La fertilité des sols subit un épuisement croissant
D’autres facteurs dégradants perturbent l’équilibre physique des sols : l’imperméabilisation, due à une urbanisation de plus en plus étendue des pays développés, l’encroutâge lié à la sécheresse ou encore le compactage. Le labour participe spécialement au tassement des terres. «Autrefois, les agriculteurs travaillaient les sols très superficiellement, à la main ou avec des chevaux», explique Claude Bourguignon. Aujourd’hui, les tracteurs, très lourds, compactent, bétonnent et empêchent donc l’oxygène et l’eau de rentrer dans les sols. Retournant la terre sur 30 centimètres, ils tuent par ailleurs toute la vie biologique qui est en surface pour l’enfouir en profondeur». Épuisement des éléments nutritifs, acidification, salinisation et pollution... Outre une santé physique dégradée, la chimie et la biologie des sols est aussi endommagée. «Le manque d’éléments nutritifs dans le sol est le premier obstacle à l’amélioration de la production vivrière et des fonctions du sol dans maints paysages dégradés», précise le rapport de la FAO. En Afrique, tous les pays - sauf trois - extraient plus d’éléments nutritifs du sol chaque année que n’en sont restitués par les engrais, les résidus de récolte, le fumier et autres matières organiques». Si certaines zones particulièrement appauvries pourraient profiter de fertilisants, de récentes analyses suggèrent que les ajouts annuels d’azote dans les systèmes agricoles causent de sérieux dommages environnementaux et que les additions de phosphore dépassent les limites de sécurité dans plusieurs régions agricoles majeures. Enfin, la biodiversité, qui représente un quart de la biodiversité mondiale, s’épuise. «Nous voyons s’effondrer l’activité biologique depuis plus de 25 ans en France», précise Claude Bourguignon. «Or, quand la vie s’en va, quand il n’y a plus de galeries, plus d’aérations par la faune, les sols se compactent et l’eau ne peut plus rentrer quand il pleut... D’où l’érosion».
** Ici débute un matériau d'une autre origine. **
//! Compensation log for multi-record writes.
//!
//! The record store has no transactions. Operations that write several
//! records go through a [`Compensation`] log: each write records its inverse,
//! and on failure the log is unwound newest-first so the store ends up as it
//! was before the call.

use serde_json::Value;
use tracing::{debug, error, warn};

use crate::error::LendingError;
use crate::store::{Partition, Record, RecordStore, StoreError};

/// Inverse of one write.
#[derive(Debug, Clone, PartialEq)]
enum Undo {
    /// Remove a record created in this call.
    Delete { id: String },

    /// Put back the content a record had before this call.
    Restore { id: String, content: Value },

    /// Put back a record deleted in this call.
    Recreate { record: Record },
}

/// Operation-local stack of inverse actions.
pub struct Compensation<'a> {
    store: &'a dyn RecordStore,
    undo: Vec<Undo>,
}

impl<'a> Compensation<'a> {
    pub fn new(store: &'a dyn RecordStore) -> Self {
        Self {
            store,
            undo: Vec::new(),
        }
    }

    /// Create a record and remember to delete it on unwind.
    pub async fn create(&mut self, partition: &Partition, content: Value) -> Result<String, StoreError> {
        let id = self.store.create(partition, content).await?;
        self.undo.push(Undo::Delete { id: id.clone() });
        Ok(id)
    }

    /// Overwrite a record and remember its `previous` content.
    ///
    /// Only the first update of an id is recorded, and records created by
    /// this log are never restored (deleting them is enough).
    pub async fn update(&mut self, id: &str, previous: Value, content: Value) -> Result<(), StoreError> {
        self.store.update(id, content).await?;

        if !self.touches(id) {
            self.undo.push(Undo::Restore {
                id: id.to_string(),
                content: previous,
            });
        }
        Ok(())
    }

    /// Delete a loaded record and remember it so unwind can put it back
    /// under the same id.
    pub async fn delete(&mut self, record: Record) -> Result<(), StoreError> {
        self.store.delete(&record.id).await?;
        self.undo.push(Undo::Recreate { record });
        Ok(())
    }

    /// Number of recorded inverse actions.
    pub fn len(&self) -> usize {
        self.undo.len()
    }

    pub fn is_empty(&self) -> bool {
        self.undo.is_empty()
    }

    /// Drop the log after a successful operation.
    pub fn commit(self) {
        debug!(writes = self.undo.len(), "Committed compensation log");
    }

    /// Undo what was written and classify the failure that stopped the
    /// operation.
    ///
    /// With nothing written yet the failure is a plain store error.
    /// Otherwise it is a partial write, or a fatal inconsistency if the
    /// unwind fails too.
    pub async fn abort(self, context: impl Into<String>, source: StoreError) -> LendingError {
        if self.undo.is_empty() {
            return LendingError::Store {
                context: context.into(),
                source,
            };
        }
        let rollback = self.unwind().await;
        LendingError::after_rollback(context, source, rollback)
    }

    /// Undo everything, newest first.
    ///
    /// Best effort: every inverse action is attempted even after one fails.
    /// Returns the first failure, which the caller must surface as a fatal
    /// inconsistency.
    pub async fn unwind(self) -> Result<(), StoreError> {
        let mut first_err = None;

        for undo in self.undo.into_iter().rev() {
            let result = match &undo {
                Undo::Delete { id } => match self.store.delete(id).await {
                    Err(StoreError::NotFound(_)) => Ok(()),
                    other => other,
                },
                Undo::Restore { id, content } => self.store.update(id, content.clone()).await,
                Undo::Recreate { record } => self.store.restore(record.clone()).await,
            };

            match result {
                Ok(()) => debug!(?undo, "Compensated write"),
                Err(e) => {
                    error!(?undo, error = %e, "Compensation failed");
                    if first_err.is_none() {
                        first_err = Some(e);
                    }
                }
            }
        }

        match first_err {
            None => Ok(()),
            Some(e) => {
                warn!("Rollback incomplete, records need manual repair");
                Err(e)
            }
        }
    }

    fn touches(&self, id: &str) -> bool {
        self.undo.iter().any(|u| match u {
            Undo::Delete { id: held } | Undo::Restore { id: held, .. } => held == id,
            Undo::Recreate { record } => record.id == id,
        })
    }
}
Des spécificités dans chaque région
Si tous les sols de la planète sont affectés par l’ensemble des facteurs dégradants, des spécificités apparaissent pour chaque région (voir tableau). Certaines tendent à une légère amélioration de l’érosion, comme l’Europe, quand d’autres subissent à l’inverse une nette augmentation, amplifiée par les monocultures, la déforestation, les surpâturages et le changement climatique, tels l’Afrique subsaharienne - avec plus de 80 % de terres érodées - l’Asie, l’Amérique latine et les Caraïbes. L’Afrique du Nord et le Proche-Orient, aux terres semi ou hyper arides, souffrent, outre une érosion éolienne conséquentes, de salinisation en raison des températures élevées, de pratiques d’irrigation inappropriées et de l’intrusion d’eau de mer dans les zones côtières. Érosion et déséquilibre nutritionnel arrivent au premier plan dans les régions d’agriculture intensive de l’Amérique du Nord du fait d’une utilisation excessive d’engrais. L’Europe pâtit quant à elle de sols contaminés par les métaux lourds et les hydrocarbures. L’imperméabilisation sévit en Europe de l’Ouest et la salinisation se répand en Asie centrale et dans certaines régions d’Espagne, de Hongrie, de la Turquie et de la Russie. Enfin, l’acidification des terres constitue le problème le plus grave de la zone du Pacifique Sud-Ouest, notamment du sud de l’Australie et des collines de Nouvelles Zélande. Le tableau est d’autant plus menaçant face à des besoins alimentaires toujours croissants, dont l’augmentation est estimée à environ 70 % d’ici 2050 ! Ces dégradations ne sont pas encore irréversibles : freiner les dommages et engendrer des actions de réparations afin de parvenir à la restauration des sols doit devenir une priorité mondiale. Pourtant, «il n’existe pas encore de politique agricole internationale cohérente en matière de gestion des sols», avoue Jean-François Soussana, directeur scientifique environnement de l’Inra, «mais la position française est de défendre l’agroécologie, c’est-à-dire l’idée d’intégrer des régulations naturelles dans le fonctionnement des systèmes agricoles».